Saved data entries
□ □ □ □

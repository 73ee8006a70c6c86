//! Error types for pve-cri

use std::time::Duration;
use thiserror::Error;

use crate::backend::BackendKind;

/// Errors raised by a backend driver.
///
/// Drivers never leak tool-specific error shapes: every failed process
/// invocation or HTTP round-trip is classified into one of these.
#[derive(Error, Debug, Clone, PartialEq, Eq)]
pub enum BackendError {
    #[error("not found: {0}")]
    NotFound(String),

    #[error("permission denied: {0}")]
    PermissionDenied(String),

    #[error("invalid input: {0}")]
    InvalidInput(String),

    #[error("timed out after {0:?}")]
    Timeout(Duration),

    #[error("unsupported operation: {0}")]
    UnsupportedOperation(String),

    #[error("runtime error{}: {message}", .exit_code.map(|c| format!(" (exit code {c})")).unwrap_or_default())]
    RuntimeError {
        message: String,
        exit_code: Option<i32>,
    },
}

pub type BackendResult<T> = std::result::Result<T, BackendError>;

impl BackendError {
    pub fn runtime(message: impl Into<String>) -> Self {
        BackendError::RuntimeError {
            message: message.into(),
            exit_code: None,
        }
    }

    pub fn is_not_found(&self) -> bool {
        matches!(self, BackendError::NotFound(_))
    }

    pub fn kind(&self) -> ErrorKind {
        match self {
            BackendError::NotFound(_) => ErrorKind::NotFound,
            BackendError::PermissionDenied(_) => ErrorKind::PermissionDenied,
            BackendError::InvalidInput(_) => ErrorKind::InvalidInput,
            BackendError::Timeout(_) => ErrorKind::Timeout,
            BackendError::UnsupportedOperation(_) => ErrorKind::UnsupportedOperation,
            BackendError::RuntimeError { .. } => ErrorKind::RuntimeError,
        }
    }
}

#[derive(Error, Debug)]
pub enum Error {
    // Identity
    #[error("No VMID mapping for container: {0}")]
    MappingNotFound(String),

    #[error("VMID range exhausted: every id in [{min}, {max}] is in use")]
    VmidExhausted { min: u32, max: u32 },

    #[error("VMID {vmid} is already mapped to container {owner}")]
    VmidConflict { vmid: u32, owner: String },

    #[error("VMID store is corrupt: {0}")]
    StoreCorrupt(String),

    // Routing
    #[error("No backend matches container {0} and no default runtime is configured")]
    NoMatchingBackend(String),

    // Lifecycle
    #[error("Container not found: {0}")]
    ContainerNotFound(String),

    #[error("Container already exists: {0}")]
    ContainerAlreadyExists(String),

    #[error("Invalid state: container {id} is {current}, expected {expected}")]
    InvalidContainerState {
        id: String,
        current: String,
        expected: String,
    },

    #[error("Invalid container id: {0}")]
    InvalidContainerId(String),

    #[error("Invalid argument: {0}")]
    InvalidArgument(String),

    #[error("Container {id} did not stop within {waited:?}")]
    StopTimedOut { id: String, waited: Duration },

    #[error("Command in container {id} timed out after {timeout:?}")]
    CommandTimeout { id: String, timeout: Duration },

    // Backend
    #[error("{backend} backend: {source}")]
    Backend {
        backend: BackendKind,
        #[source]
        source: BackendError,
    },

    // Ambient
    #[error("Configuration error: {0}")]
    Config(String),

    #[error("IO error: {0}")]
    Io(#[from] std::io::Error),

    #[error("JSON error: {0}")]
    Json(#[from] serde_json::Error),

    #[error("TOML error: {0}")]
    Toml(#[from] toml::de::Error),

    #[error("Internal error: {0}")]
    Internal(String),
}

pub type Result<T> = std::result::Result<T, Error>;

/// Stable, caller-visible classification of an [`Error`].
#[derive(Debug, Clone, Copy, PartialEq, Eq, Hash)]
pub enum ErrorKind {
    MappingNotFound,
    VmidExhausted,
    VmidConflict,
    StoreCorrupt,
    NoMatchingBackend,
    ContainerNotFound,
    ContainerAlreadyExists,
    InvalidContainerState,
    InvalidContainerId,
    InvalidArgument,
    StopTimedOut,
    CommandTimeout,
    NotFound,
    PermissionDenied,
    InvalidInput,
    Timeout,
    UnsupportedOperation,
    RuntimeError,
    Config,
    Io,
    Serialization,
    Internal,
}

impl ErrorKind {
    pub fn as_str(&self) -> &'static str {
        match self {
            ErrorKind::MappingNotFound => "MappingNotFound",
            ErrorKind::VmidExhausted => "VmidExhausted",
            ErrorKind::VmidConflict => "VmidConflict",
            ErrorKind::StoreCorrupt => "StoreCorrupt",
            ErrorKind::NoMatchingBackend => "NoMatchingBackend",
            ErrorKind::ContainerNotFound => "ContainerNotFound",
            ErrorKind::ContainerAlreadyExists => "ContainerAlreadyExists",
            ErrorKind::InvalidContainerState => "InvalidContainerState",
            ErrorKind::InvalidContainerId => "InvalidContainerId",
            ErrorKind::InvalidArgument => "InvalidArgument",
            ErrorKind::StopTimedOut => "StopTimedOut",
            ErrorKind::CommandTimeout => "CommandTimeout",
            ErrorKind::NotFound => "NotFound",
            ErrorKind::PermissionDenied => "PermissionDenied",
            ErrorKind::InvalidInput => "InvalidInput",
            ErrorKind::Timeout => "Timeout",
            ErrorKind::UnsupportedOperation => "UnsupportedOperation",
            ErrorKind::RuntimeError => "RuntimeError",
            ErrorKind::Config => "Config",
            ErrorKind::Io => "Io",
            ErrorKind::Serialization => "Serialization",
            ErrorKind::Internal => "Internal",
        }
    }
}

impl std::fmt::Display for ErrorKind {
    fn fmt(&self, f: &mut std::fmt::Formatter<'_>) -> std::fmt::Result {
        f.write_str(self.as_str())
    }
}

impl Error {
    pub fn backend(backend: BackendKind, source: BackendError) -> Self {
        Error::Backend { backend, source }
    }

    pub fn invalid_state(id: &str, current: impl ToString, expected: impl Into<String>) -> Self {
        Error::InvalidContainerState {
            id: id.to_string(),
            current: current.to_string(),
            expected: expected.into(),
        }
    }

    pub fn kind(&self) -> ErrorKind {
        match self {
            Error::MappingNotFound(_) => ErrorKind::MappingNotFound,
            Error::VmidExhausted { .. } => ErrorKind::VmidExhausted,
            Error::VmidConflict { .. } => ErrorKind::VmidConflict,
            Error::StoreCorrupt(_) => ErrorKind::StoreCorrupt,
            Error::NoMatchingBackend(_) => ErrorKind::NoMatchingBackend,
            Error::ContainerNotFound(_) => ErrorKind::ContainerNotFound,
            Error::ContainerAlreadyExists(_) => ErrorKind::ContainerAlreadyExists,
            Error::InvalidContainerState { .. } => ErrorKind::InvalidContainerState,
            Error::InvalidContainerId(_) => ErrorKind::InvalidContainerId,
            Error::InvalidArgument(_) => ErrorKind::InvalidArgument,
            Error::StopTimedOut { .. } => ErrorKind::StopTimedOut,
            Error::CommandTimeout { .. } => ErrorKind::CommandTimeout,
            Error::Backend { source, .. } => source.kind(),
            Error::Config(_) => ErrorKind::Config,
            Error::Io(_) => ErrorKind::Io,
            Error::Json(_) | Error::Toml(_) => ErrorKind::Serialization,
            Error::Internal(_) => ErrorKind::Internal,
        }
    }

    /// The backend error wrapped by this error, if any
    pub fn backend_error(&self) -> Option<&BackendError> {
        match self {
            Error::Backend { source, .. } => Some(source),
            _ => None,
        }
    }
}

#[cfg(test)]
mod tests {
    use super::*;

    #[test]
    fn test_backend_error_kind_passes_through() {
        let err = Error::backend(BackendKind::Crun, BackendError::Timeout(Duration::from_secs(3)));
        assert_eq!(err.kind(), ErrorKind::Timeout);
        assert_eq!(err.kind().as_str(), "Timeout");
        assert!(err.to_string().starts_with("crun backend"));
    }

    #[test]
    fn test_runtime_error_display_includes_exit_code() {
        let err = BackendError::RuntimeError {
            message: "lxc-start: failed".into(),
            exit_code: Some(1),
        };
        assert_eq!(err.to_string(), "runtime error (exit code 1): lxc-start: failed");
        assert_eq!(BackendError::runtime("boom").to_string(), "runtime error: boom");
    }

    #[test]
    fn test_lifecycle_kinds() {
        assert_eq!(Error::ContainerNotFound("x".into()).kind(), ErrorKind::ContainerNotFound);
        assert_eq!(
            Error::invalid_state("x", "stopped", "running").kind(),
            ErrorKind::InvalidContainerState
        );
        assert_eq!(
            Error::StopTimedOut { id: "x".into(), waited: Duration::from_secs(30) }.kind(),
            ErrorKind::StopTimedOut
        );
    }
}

□ □ □ □

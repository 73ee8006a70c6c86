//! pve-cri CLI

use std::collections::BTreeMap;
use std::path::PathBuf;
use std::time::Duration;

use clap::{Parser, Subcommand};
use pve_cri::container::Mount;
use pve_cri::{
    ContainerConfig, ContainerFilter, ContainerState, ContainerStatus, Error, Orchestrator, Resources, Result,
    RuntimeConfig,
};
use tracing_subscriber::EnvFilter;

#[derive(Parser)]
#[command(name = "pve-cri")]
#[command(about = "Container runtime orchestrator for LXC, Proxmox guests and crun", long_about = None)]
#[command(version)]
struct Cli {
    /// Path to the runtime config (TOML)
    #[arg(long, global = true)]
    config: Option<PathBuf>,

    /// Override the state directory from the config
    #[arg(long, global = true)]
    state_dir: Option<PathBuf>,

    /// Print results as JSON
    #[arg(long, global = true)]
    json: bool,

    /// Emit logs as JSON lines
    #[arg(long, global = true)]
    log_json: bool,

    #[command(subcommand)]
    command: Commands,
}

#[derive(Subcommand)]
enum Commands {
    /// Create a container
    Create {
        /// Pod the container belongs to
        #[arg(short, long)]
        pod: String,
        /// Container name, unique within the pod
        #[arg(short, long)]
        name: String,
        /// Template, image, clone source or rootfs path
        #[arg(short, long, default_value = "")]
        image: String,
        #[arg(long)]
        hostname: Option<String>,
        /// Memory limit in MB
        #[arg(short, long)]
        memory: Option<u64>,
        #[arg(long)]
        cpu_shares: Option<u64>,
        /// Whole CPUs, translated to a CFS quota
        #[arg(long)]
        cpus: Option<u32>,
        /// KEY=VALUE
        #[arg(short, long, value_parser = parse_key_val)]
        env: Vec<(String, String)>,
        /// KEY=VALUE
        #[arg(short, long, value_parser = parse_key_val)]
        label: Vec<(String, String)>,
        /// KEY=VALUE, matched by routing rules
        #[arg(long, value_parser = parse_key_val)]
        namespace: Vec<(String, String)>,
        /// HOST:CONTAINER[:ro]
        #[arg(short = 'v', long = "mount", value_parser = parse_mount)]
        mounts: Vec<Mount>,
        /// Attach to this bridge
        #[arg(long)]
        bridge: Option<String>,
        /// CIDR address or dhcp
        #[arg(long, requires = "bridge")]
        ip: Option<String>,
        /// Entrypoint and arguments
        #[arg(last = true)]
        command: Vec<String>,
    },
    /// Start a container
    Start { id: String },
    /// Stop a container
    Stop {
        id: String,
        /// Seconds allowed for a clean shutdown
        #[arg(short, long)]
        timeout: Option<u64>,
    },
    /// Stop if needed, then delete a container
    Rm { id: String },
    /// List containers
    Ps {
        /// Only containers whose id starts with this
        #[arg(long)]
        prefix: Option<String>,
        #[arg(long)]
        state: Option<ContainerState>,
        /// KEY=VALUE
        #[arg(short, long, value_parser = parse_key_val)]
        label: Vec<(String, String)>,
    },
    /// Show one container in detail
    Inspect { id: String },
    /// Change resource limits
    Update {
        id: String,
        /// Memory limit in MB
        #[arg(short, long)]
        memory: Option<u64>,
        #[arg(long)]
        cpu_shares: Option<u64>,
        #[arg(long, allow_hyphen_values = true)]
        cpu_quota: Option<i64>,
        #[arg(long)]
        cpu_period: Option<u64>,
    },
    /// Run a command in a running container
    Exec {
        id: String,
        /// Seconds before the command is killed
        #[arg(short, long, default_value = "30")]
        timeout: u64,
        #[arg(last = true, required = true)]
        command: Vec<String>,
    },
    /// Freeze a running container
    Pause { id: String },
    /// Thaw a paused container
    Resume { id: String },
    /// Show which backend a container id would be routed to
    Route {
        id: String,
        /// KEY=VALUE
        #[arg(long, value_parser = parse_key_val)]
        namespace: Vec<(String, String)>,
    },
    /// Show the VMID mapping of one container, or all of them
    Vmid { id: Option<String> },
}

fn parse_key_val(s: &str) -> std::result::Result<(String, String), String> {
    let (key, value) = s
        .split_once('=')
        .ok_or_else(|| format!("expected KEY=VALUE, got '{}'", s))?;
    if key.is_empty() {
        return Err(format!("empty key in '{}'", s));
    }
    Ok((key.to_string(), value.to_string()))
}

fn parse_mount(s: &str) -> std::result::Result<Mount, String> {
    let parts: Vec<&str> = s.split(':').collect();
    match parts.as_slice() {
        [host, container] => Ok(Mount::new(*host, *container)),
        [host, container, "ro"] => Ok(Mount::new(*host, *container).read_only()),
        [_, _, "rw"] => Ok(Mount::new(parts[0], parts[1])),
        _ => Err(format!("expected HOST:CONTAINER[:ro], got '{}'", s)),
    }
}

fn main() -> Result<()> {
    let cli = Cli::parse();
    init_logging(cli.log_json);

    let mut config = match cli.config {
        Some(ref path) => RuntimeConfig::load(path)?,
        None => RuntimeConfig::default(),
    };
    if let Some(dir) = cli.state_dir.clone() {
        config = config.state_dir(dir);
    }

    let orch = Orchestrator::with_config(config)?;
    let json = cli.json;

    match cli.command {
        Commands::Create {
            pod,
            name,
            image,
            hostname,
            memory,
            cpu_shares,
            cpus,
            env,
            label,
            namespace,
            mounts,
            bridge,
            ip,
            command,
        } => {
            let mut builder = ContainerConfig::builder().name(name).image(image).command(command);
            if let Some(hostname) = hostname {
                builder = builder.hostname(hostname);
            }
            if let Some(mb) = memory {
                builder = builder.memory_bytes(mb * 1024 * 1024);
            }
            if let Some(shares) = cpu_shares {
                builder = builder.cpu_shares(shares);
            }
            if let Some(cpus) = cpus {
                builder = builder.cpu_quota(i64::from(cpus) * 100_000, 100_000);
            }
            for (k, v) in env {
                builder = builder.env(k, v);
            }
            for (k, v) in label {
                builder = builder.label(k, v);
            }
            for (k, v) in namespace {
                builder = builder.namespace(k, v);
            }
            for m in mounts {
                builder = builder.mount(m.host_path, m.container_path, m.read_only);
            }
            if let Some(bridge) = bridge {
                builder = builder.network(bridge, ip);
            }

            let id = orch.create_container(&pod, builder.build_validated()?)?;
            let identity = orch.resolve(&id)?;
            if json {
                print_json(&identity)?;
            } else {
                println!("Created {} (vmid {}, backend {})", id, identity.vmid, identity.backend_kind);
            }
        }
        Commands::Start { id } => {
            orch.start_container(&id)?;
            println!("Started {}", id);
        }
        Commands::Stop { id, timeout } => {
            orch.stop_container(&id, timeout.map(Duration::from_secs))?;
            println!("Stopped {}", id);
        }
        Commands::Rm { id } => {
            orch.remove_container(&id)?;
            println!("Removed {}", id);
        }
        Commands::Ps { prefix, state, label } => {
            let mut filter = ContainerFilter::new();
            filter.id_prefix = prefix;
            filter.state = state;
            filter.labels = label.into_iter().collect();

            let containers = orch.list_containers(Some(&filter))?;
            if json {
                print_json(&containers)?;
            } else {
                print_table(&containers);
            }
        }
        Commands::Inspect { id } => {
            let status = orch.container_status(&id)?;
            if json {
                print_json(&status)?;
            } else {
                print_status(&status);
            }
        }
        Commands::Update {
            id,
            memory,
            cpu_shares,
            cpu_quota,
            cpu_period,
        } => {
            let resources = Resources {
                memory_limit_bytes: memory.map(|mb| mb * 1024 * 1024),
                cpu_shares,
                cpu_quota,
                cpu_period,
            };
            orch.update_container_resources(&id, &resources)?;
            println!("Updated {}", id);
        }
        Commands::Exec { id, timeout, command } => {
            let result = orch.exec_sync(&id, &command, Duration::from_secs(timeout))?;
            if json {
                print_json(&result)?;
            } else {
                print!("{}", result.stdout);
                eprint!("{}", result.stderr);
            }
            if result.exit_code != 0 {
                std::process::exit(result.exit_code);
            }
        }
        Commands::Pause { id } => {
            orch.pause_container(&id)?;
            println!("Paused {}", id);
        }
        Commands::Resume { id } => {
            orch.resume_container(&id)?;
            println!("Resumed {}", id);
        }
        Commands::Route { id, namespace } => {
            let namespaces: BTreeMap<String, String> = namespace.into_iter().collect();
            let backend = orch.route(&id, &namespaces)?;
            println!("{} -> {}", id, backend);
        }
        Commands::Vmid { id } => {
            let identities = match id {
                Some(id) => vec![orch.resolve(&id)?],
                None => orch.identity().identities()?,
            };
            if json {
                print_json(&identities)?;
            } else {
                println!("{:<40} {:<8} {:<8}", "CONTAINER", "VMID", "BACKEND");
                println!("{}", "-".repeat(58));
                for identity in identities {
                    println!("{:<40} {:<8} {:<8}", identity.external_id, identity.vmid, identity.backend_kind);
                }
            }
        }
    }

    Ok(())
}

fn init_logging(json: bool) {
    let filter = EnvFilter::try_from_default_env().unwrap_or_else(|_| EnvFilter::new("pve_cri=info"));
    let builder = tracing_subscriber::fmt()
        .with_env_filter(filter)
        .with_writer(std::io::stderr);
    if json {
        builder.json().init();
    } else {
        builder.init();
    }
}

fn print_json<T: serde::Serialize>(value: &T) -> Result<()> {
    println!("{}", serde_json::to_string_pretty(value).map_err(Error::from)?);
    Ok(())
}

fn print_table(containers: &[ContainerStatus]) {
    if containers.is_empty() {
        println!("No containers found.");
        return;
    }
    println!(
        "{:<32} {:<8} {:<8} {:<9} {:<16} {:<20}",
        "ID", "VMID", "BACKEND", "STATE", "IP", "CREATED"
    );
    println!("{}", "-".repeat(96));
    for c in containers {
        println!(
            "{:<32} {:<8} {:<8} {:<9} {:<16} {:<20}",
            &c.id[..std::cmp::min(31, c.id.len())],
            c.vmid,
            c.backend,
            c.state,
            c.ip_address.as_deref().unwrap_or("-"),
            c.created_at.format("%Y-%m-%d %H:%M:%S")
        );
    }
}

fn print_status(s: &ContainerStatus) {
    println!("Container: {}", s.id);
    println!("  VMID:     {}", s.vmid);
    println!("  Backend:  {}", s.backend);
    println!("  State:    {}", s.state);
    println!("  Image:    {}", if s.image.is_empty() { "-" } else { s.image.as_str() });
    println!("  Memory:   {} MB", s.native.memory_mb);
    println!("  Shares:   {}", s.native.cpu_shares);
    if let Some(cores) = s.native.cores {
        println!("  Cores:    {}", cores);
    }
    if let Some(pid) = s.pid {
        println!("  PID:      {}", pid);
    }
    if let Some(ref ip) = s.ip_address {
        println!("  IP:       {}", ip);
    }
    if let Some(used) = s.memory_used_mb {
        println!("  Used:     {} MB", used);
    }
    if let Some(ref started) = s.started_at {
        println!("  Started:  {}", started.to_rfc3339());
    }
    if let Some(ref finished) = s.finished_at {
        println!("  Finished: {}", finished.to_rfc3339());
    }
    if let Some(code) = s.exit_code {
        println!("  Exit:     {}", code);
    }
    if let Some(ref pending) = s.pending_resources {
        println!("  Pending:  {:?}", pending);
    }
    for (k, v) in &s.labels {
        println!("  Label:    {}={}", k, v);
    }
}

□ □ □ □

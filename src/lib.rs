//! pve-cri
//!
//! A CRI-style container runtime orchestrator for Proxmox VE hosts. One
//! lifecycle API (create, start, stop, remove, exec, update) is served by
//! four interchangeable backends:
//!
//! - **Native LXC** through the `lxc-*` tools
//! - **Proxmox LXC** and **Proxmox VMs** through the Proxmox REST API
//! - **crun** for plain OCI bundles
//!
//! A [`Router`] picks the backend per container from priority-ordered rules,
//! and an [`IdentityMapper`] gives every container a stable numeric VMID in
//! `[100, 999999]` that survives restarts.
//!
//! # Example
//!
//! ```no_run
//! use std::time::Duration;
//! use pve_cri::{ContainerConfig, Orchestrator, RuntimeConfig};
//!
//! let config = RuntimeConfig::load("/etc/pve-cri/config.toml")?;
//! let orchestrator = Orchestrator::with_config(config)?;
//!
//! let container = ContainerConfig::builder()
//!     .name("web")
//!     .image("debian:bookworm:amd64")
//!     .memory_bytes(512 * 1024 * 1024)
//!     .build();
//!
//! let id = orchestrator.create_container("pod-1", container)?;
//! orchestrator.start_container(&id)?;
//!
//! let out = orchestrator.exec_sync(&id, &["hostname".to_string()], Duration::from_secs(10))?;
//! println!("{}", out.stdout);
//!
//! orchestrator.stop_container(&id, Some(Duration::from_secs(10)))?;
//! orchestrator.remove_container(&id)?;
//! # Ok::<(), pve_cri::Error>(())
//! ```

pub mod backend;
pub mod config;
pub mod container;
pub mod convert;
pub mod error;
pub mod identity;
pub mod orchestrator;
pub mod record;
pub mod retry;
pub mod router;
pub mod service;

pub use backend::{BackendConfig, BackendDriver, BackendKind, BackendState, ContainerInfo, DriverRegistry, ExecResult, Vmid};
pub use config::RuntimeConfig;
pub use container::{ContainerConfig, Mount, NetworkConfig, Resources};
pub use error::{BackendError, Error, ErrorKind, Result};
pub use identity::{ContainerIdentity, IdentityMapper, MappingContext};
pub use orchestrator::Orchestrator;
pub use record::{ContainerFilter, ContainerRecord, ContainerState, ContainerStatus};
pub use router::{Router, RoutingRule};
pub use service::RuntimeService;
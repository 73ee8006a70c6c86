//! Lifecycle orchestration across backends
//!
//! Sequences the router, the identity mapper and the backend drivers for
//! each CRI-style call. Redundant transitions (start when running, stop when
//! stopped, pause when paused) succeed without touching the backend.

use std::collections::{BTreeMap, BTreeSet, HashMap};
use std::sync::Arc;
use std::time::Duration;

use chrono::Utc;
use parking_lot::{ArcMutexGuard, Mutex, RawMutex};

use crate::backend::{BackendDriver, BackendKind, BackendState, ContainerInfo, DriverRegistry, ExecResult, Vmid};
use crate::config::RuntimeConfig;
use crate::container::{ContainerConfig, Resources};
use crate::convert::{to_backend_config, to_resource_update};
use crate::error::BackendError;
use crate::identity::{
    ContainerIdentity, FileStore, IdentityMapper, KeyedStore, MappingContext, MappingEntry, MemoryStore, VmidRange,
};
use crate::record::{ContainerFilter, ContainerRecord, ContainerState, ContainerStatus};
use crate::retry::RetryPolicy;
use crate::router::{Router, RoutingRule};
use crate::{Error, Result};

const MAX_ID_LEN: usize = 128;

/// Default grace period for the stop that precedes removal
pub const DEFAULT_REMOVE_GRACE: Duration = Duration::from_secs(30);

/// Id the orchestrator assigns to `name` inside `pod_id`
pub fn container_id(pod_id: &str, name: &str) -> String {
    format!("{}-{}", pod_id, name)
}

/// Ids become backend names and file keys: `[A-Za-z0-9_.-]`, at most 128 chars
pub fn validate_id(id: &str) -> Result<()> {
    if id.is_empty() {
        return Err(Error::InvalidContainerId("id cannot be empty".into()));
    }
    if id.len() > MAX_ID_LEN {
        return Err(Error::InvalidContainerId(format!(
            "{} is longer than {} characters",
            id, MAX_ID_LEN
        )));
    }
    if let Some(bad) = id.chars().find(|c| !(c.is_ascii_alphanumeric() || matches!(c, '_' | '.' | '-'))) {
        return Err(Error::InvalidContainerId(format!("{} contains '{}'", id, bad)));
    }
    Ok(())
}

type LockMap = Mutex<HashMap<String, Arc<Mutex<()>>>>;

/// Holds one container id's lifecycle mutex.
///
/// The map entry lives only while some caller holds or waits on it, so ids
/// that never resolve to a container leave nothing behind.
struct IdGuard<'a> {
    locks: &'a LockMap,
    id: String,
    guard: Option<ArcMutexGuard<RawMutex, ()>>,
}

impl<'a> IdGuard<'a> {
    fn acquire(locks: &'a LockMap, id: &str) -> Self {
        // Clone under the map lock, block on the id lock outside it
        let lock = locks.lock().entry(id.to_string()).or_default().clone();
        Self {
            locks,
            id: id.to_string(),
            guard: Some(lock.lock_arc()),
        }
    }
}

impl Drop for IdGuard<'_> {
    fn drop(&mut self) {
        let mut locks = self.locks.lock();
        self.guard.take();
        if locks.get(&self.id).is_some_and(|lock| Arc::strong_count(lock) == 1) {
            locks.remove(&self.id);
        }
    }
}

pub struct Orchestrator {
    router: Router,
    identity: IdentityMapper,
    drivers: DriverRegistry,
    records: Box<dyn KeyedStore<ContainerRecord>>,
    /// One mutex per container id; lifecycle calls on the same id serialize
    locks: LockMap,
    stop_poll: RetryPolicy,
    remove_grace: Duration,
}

□ □ □ □

Brief: All lines carrying the word "InvalidArgument" must be copied from the data above.

Reply to the task:
    InvalidArgument(String),
    InvalidArgument,
            ErrorKind::InvalidArgument => "InvalidArgument",
            Error::InvalidArgument(_) => ErrorKind::InvalidArgument,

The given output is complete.